En 2025, la qualité des eaux bretonnes s’est dégradée sous l’effet des activités liées aux pesticides, aux produits chimiques, de la forte pluviosité et du changement climatique. Les collectivités incitent les agriculteurs à s’engager dans des actions de replantation des haies ou de services environnementaux contre paiements.
L'an prochain, ni la Bretagne ni les Pays de la Loire ne valideront l’objectif européen visant à garantir le bon état de leurs rivières, étangs ou nappes phréatiques d'ici à 2027.
L’état des lieux dressé en décembre 2025 par l’Agence de l’eau Loire-Bretagne établit que seuls 21,4 % des cours d’eau (23,7 % en 2017) et 45 % des étangs (85 % en 2019) se trouvent dans un bon état écologique.
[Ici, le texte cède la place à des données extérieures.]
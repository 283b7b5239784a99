//! Interactive registration of unknown faces from one paused frame.
//!
//! A session stages the "Unknown" detections of a single frame, lets the
//! operator name them, and commits the named ones to the shared store and
//! to durable storage in one batch. No label ever exceeds the capacity
//! limit, however many staged faces share it.

use crate::codec;
use crate::gallery::{EmbeddingStore, SharedStore, StoreError, DEFAULT_LABEL_CAPACITY};
use crate::types::{is_registrable_label, Detection, Embedding, FaceBox};
use serde::Serialize;
use std::collections::HashMap;
use thiserror::Error;

/// Durable write failure reported by a [`FacePersistence`] backend.
#[derive(Error, Debug)]
#[error("persistence failed: {message}")]
pub struct PersistenceError {
    pub message: String,
    #[source]
    pub source: Option<Box<dyn std::error::Error + Send + Sync>>,
}

impl PersistenceError {
    pub fn new(
        message: impl Into<String>,
        source: impl Into<Box<dyn std::error::Error + Send + Sync>>,
    ) -> Self {
        Self {
            message: message.into(),
            source: Some(source.into()),
        }
    }

    pub fn msg(message: impl Into<String>) -> Self {
        Self {
            message: message.into(),
            source: None,
        }
    }
}

/// Write-through target for committed faces. Rows carry the
/// [`codec::encode`] byte form of each embedding.
pub trait FacePersistence {
    /// Persist all rows as a single batch.
    fn append_batch(&mut self, rows: &[(String, Vec<u8>)]) -> Result<(), PersistenceError>;
}

#[derive(Error, Debug)]
pub enum RegistrationError {
    #[error("{operation} is not valid in state {state:?}")]
    InvalidState {
        operation: &'static str,
        state: SessionState,
    },
    #[error("staged index {index} out of range ({len} staged)")]
    IndexOutOfRange { index: usize, len: usize },
    #[error("store rejected entry: {0}")]
    Store(#[from] StoreError),
    #[error(transparent)]
    Persistence(#[from] PersistenceError),
}

/// Session lifecycle.
#[derive(Debug, Clone, Copy, PartialEq, Eq, Serialize)]
pub enum SessionState {
    Idle,
    Collecting,
    AwaitingInput,
    Committed,
}

/// Commit ordering between memory and disk.
#[derive(Debug, Clone, Copy, PartialEq, Eq, Default)]
pub enum Durability {
    /// Appends and the durable write happen under one writer lock; the new
    /// store is published only after the write succeeds.
    #[default]
    Strict,
    /// Publish in memory first, then write. A failed write leaves memory
    /// ahead of disk.
    BestEffort,
}

/// One unknown face awaiting a name.
#[derive(Debug, Clone, PartialEq, Serialize)]
pub struct StagedFace {
    pub face_box: FaceBox,
    pub label: Option<String>,
    #[serde(skip)]
    pub embedding: Embedding,
}

/// What a commit did with each staged face.
#[derive(Debug, Clone, Default, PartialEq, Serialize)]
pub struct CommitOutcome {
    /// Labels appended, in staging order.
    pub accepted: Vec<String>,
    /// Named faces dropped because their label was at capacity.
    pub dropped_at_capacity: usize,
    /// Faces left without a usable name.
    pub skipped_unlabeled: usize,
}

#[derive(Debug)]
pub struct RegistrationSession {
    state: SessionState,
    staged: Vec<StagedFace>,
    capacity: usize,
}

impl Default for RegistrationSession {
    fn default() -> Self {
        Self::new(DEFAULT_LABEL_CAPACITY)
    }
}

impl RegistrationSession {
    pub fn new(capacity: usize) -> Self {
        Self {
            state: SessionState::Idle,
            staged: Vec::new(),
            capacity,
        }
    }

    pub fn state(&self) -> SessionState {
        self.state
    }

    pub fn capacity(&self) -> usize {
        self.capacity
    }

    pub fn staged(&self) -> &[StagedFace] {
        &self.staged
    }

    /// Stage the unknown faces of one frame, replacing any earlier batch.
    ///
    /// `placeholder` is the default name shown for every staged face. When it
    /// names a label that is already at capacity nothing is staged.
    pub fn begin_from_detections(
        &mut self,
        detections: &[Detection],
        placeholder: Option<&str>,
        store: &EmbeddingStore,
    ) -> Result<usize, RegistrationError> {
        self.require("begin", &[SessionState::Idle, SessionState::Collecting])?;

        let placeholder = placeholder
            .map(str::trim)
            .filter(|p| is_registrable_label(p))
            .map(str::to_string);

        let full = placeholder
            .as_deref()
            .is_some_and(|p| store.count_for_label(p) >= self.capacity);

        self.staged = if full {
            tracing::info!(
                label = placeholder.as_deref().unwrap_or_default(),
                "placeholder label is at capacity; nothing staged"
            );
            Vec::new()
        } else {
            detections
                .iter()
                .filter(|d| d.is_unknown())
                .map(|d| StagedFace {
                    face_box: d.face_box,
                    label: placeholder.clone(),
                    embedding: d.embedding.clone(),
                })
                .collect()
        };

        self.state = SessionState::Collecting;
        tracing::info!(
            detections = detections.len(),
            staged = self.staged.len(),
            "registration staged"
        );
        Ok(self.staged.len())
    }

    /// Stage faces that arrive already named, such as a bulk import.
    ///
    /// Unusable names are cleared, so those faces count as unlabeled at
    /// commit. The session goes straight to `AwaitingInput`.
    pub fn begin_labelled(
        &mut self,
        faces: impl IntoIterator<Item = StagedFace>,
    ) -> Result<usize, RegistrationError> {
        self.require("begin", &[SessionState::Idle, SessionState::Collecting])?;

        self.staged = faces
            .into_iter()
            .map(|mut face| {
                face.label = face
                    .label
                    .as_deref()
                    .map(str::trim)
                    .filter(|l| is_registrable_label(l))
                    .map(str::to_string);
                face
            })
            .collect();

        self.state = SessionState::AwaitingInput;
        tracing::info!(staged = self.staged.len(), "labelled faces staged");
        Ok(self.staged.len())
    }

    /// Override the label of one staged face.
    pub fn assign_label(&mut self, index: usize, label: &str) -> Result<(), RegistrationError> {
        self.require(
            "assign_label",
            &[SessionState::Collecting, SessionState::AwaitingInput],
        )?;
        let len = self.staged.len();
        let face = self
            .staged
            .get_mut(index)
            .ok_or(RegistrationError::IndexOutOfRange { index, len })?;

        let label = label.trim();
        face.label = is_registrable_label(label).then(|| label.to_string());
        self.state = SessionState::AwaitingInput;
        Ok(())
    }

    /// Operator dismissal: drop everything staged and return to `Idle`.
    pub fn cancel(&mut self) {
        if self.state != SessionState::Idle {
            tracing::info!(staged = self.staged.len(), "registration cancelled");
        }
        self.staged.clear();
        self.state = SessionState::Idle;
    }

    /// Append every named, under-capacity face to `store` and `persist`.
    ///
    /// Capacity is rechecked per face against the live store plus the faces
    /// already accepted by this commit; overflow is dropped, not an error.
    pub fn commit<P>(
        &mut self,
        store: &SharedStore,
        persist: &mut P,
        durability: Durability,
    ) -> Result<CommitOutcome, RegistrationError>
    where
        P: FacePersistence + ?Sized,
    {
        self.require(
            "commit",
            &[SessionState::Collecting, SessionState::AwaitingInput],
        )?;

        let result = match durability {
            Durability::Strict => store.transaction(|draft| {
                let (outcome, rows) = self.apply(draft)?;
                if !rows.is_empty() {
                    persist.append_batch(&rows)?;
                }
                Ok(outcome)
            }),
            Durability::BestEffort => store
                .transaction(|draft| self.apply(draft))
                .map_err(RegistrationError::from)
                .and_then(|(outcome, rows)| {
                    if !rows.is_empty() {
                        persist.append_batch(&rows).map_err(|e| {
                            // Memory already holds the batch; reopening would duplicate it.
                            self.finish();
                            RegistrationError::from(e)
                        })?;
                    }
                    Ok(outcome)
                }),
        };

        match &result {
            Ok(outcome) => {
                tracing::info!(
                    accepted = outcome.accepted.len(),
                    dropped_at_capacity = outcome.dropped_at_capacity,
                    skipped_unlabeled = outcome.skipped_unlabeled,
                    "registration committed"
                );
                self.finish();
            }
            Err(e) => tracing::warn!(error = %e, state = ?self.state, "registration commit failed"),
        }
        result
    }

    /// Compute and apply the accepted appends on `draft`, returning the
    /// outcome and the rows to persist.
    fn apply(
        &self,
        draft: &mut EmbeddingStore,
    ) -> Result<(CommitOutcome, Vec<(String, Vec<u8>)>), StoreError> {
        let mut outcome = CommitOutcome::default();
        let mut rows = Vec::new();
        let mut counts: HashMap<&str, usize> = HashMap::new();

        for face in &self.staged {
            let Some(label) = face.label.as_deref() else {
                outcome.skipped_unlabeled += 1;
                continue;
            };
            let count = counts
                .entry(label)
                .or_insert_with(|| draft.count_for_label(label));
            if *count >= self.capacity {
                outcome.dropped_at_capacity += 1;
                continue;
            }
            draft.append(label, face.embedding.clone())?;
            *count += 1;
            rows.push((label.to_string(), codec::encode(&face.embedding)));
            outcome.accepted.push(label.to_string());
        }

        Ok((outcome, rows))
    }

    fn finish(&mut self) {
        self.staged.clear();
        self.state = SessionState::Committed;
    }

    fn require(
        &self,
        operation: &'static str,
        allowed: &[SessionState],
    ) -> Result<(), RegistrationError> {
        if allowed.contains(&self.state) {
            Ok(())
        } else {
            Err(RegistrationError::InvalidState {
                operation,
                state: self.state,
            })
        }
    }
}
Sous l’effet des nitrates et des pesticides, liés à l’activité agricole, 57 % des nappes souterraines sont correctes.
Pour l’Agence de l’eau, ces résultats sont d’autant plus décevants qu’elle subventionne de nombreux projets. Sur un total annuel de 90 millions d’aides dans 859 projets en Bretagne, elle a investi, l’an passé, 15,59 millions d’euros dans la lutte contre les pollutions agricoles, identifiée comme un enjeu prioritaire.
Préservation du bocage, rotation de cultures
12,67 millions d'euros - soit 78% de l’enveloppe - sont allés aux aides directes aux agriculteurs, précise le bilan du 12e programme d’intervention.
« En Bretagne, l’accélération de la transition écologique de l’agriculture est indispensable pour engager une véritable réduction des pressions liées aux pollutions diffuses », note l’Agence de l’eau Loire-Bretagne.
Diverses exploitations agricoles s’engagent déjà, avec le programme régional Breizh Bocage ou en gestion bocagère via les aides MAEC,dans une démarche de préservation et de reconstitution des haies, propice à la biodiversité. Le bocage sert de coupe-vent, retient l’eau, diminue les risques de transferts d’engrais vers les nappes phréatiques.
Des collectivités, comme le syndicat mixte de l’Arguenon Penthièvre (Côtes d’Armor) priorisent aussi la protection de leur captage prioritaire en proposant aux agriculteurs un dispositif de paiements directs pour services environnementaux (rotations de culture, désherbage, gestion de l’azote…). Sur le barrage de la Ville-Hatte-sur-l’Arguenon, qui alimente 200 000 habitants, ces PSE ont pour objectif de réduire les apports et transferts de phosphore diffus et de diminuer les pollutions aux nitrates et aux pesticides.